BORN IN 1965 IN TOKYO, Yamanoi grew up far from snowy peaks, amid the temperate, green hills of the Chiba Prefecture, on a peninsula that juts into the Pacific Ocean. His father was a labor union leader at a big newspaper company. As a child, Yamanoi became enthralled with the popular adventure books by the solitary adventurer Naomi Uemura, a Japanese man who was the first to trek to the North Pole alone, to raft the Amazon alone, and to summit Denali alone.

At age eleven, Yamanoi stood atop his first 3000-meter peak in the Japanese Alps. He also took part in the Japanese tradition of sawanobori, or stream-climbing, venturing up mountain drainages, swimming through gorges and climbing up waterfalls.

Around this time, he discovered the Japanese climbing magazine Iwa to Yuki, and became fascinated by articles on history and style. He longed to try rock climbing, but he didn’t have a partner or a mentor, so he practiced on the old walls of a nearby castle. Soon, it felt normal to scale cliffs alone. He got a used harness from a fireman he knew and a helmet from a construction-site worker. By fifteen, he was delivering papers to save money for better gear.

One day, he was halfway up a twenty-meter-high rock when a hold broke, and he fell. The ground was flat and grassy, and he didn’t break any bones, but he was bruised all over. Afterward, his father asked him to give up such a dangerous sport. As they argued, young Yamanoi reached for a knife and threatened to commit hara-kiri.

When Yamanoi narrated the story to me, he illustrated the term hara-kiri by holding an imaginary knife in his hands, pointing to the left side of his abdomen, then stabbing and slicing to the right. Yamanoi mimed pressing the tip of the knife against his skin and winced. “Ouch!” he exclaimed, and he broke into a smile at me as he reenacted moving his body away. “It hurt too much.” His father got the message and didn’t ask him to give up climbing again. His mother has never asked him to stop: she knows that to him living is climbing.

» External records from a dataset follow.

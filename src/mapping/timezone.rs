//! Time zone text -> fixed UTC offset.
//!
//! Providers report session zones in several spellings. POSIX-style
//! abbreviations put the displayed offset in angle brackets and the
//! POSIX offset (west-positive) after it: `<+05>-05` is five hours east of
//! UTC. Every resolver here returns `None` on input it does not understand;
//! none of them panic.

use chrono::FixedOffset;
use once_cell::sync::Lazy;
use regex::Regex;

static POSIX_ABBREVIATION: Lazy<Regex> = Lazy::new(|| {
    Regex::new(r"^<([+-])(\d{1,2})(?::?(\d{2}))?>([+-]?)(\d{1,2})(?::(\d{2}))?$").unwrap()
});

static ETC_GMT: Lazy<Regex> = Lazy::new(|| Regex::new(r"^(?i)etc/gmt([+-])(\d{1,2})$").unwrap());

static ISO_OFFSET: Lazy<Regex> =
    Lazy::new(|| Regex::new(r"^([+-])(\d{2})(?::?(\d{2}))?$").unwrap());

static UTC_OFFSET: Lazy<Regex> =
    Lazy::new(|| Regex::new(r"^(?i)(?:utc|gmt)([+-])(\d{1,2})(?::(\d{2}))?$").unwrap());

/// Well-known abbreviations and their offsets in minutes east of UTC.
const ABBREVIATIONS: &[(&str, i32)] = &[
    ("UTC", 0),
    ("GMT", 0),
    ("Z", 0),
    ("WET", 0),
    ("WEST", 60),
    ("CET", 60),
    ("CEST", 120),
    ("EET", 120),
    ("EEST", 180),
    ("MSK", 180),
    ("IST", 330),
    ("SGT", 480),
    ("HKT", 480),
    ("JST", 540),
    ("KST", 540),
    ("AEST", 600),
    ("AEDT", 660),
    ("NZST", 720),
    ("NZDT", 780),
    ("EST", -300),
    ("EDT", -240),
    ("CST", -360),
    ("CDT", -300),
    ("MST", -420),
    ("MDT", -360),
    ("PST", -480),
    ("PDT", -420),
];

const MAX_HOURS: i32 = 15;

/// Resolve a zone spelling to a fixed offset.
///
/// Accepted forms: POSIX `<+05>-05` (one or two hour digits, optional
/// minutes), `Etc/GMT-5` (sign inverted), ISO `+05:30` / `+0530` / `+05`,
/// `UTC+5` / `UTC-03:30`, and the abbreviation table above. The bracketed
/// and trailing parts of a POSIX abbreviation must agree numerically, so
/// `<+2>-2` and `<+02>-02` resolve the same.
pub fn resolve_timezone(text: &str) -> Option<FixedOffset> {
    let text = text.trim();
    if text.is_empty() {
        return None;
    }

    if let Some(caps) = POSIX_ABBREVIATION.captures(text) {
        let shown = signed_minutes(&caps[1], &caps[2], caps.get(3).map(|m| m.as_str()))?;
        let posix_sign = if &caps[4] == "-" { "-" } else { "+" };
        let posix = signed_minutes(posix_sign, &caps[5], caps.get(6).map(|m| m.as_str()))?;
        if shown != -posix {
            return None;
        }
        return offset(shown);
    }

    if let Some(caps) = ETC_GMT.captures(text) {
        let minutes = signed_minutes(&caps[1], &caps[2], None)?;
        return offset(-minutes);
    }

    if let Some(caps) = ISO_OFFSET.captures(text) {
        return offset(signed_minutes(&caps[1], &caps[2], caps.get(3).map(|m| m.as_str()))?);
    }

    if let Some(caps) = UTC_OFFSET.captures(text) {
        return offset(signed_minutes(&caps[1], &caps[2], caps.get(3).map(|m| m.as_str()))?);
    }

    let upper = text.to_ascii_uppercase();
    ABBREVIATIONS
        .iter()
        .find(|(name, _)| *name == upper)
        .and_then(|(_, minutes)| offset(*minutes))
}

fn signed_minutes(sign: &str, hours: &str, minutes: Option<&str>) -> Option<i32> {
    let hours: i32 = hours.parse().ok()?;
    let minutes: i32 = minutes.map(str::parse::<i32>).transpose().ok()?.unwrap_or(0);
    if hours > MAX_HOURS || minutes >= 60 {
        return None;
    }
    let total = hours * 60 + minutes;
    Some(if sign == "-" { -total } else { total })
}

fn offset(minutes: i32) -> Option<FixedOffset> {
    FixedOffset::east_opt(minutes * 60)
}

#[cfg(test)]
mod tests {
    use super::*;

    fn hours(h: i32) -> Option<FixedOffset> {
        FixedOffset::east_opt(h * 3600)
    }

    #[test]
    fn test_posix_abbreviation() {
        assert_eq!(resolve_timezone("<+05>-05"), hours(5));
        assert_eq!(resolve_timezone("<-03>3"), hours(-3));
        assert_eq!(resolve_timezone("<+0530>-05:30"), FixedOffset::east_opt(19_800));
        assert_eq!(resolve_timezone("<+2>-2"), resolve_timezone("<+02>-02"));
        assert_eq!(resolve_timezone("<+05>-04"), None);
    }

    #[test]
    fn test_posix_matches_native_zone_name() {
        assert_eq!(resolve_timezone("<+05>-05"), resolve_timezone("Etc/GMT-5"));
        assert_eq!(resolve_timezone("<-08>+08"), resolve_timezone("Etc/GMT+8"));
    }

    #[test]
    fn test_iso_and_utc_forms() {
        assert_eq!(resolve_timezone("+02:00"), hours(2));
        assert_eq!(resolve_timezone("-0330"), FixedOffset::east_opt(-12_600));
        assert_eq!(resolve_timezone("UTC+3"), hours(3));
        assert_eq!(resolve_timezone("utc"), hours(0));
    }

    #[test]
    fn test_abbreviation_table() {
        assert_eq!(resolve_timezone("EST"), hours(-5));
        assert_eq!(resolve_timezone("cest"), hours(2));
        assert_eq!(resolve_timezone("IST"), FixedOffset::east_opt(19_800));
    }

    #[test]
    fn test_malformed_returns_none() {
        for text in ["", "  ", "<+>-", "<abc>xyz", "Mars/Olympus", "+99:00", "<+05>", "Etc/GMT+"] {
            assert_eq!(resolve_timezone(text), None, "{text}");
        }
    }
}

At sixteen, Yamanoi climbed Mt. Tanigawa, a 1977-meter peak near Tokyo, known for its avalanches and loose stone, and often called the “mountain of death” for the fatalities commemorated by plaques on its slabs. But as Yamanoi free soloed a 200-meter cliff, he exhilarated in the sheer jagged peaks that rose above trees of every shade of green, and the ground that sparkled with new-fallen snow. A sense of vibrant life, peace and beauty drew him back to the mountain again and again.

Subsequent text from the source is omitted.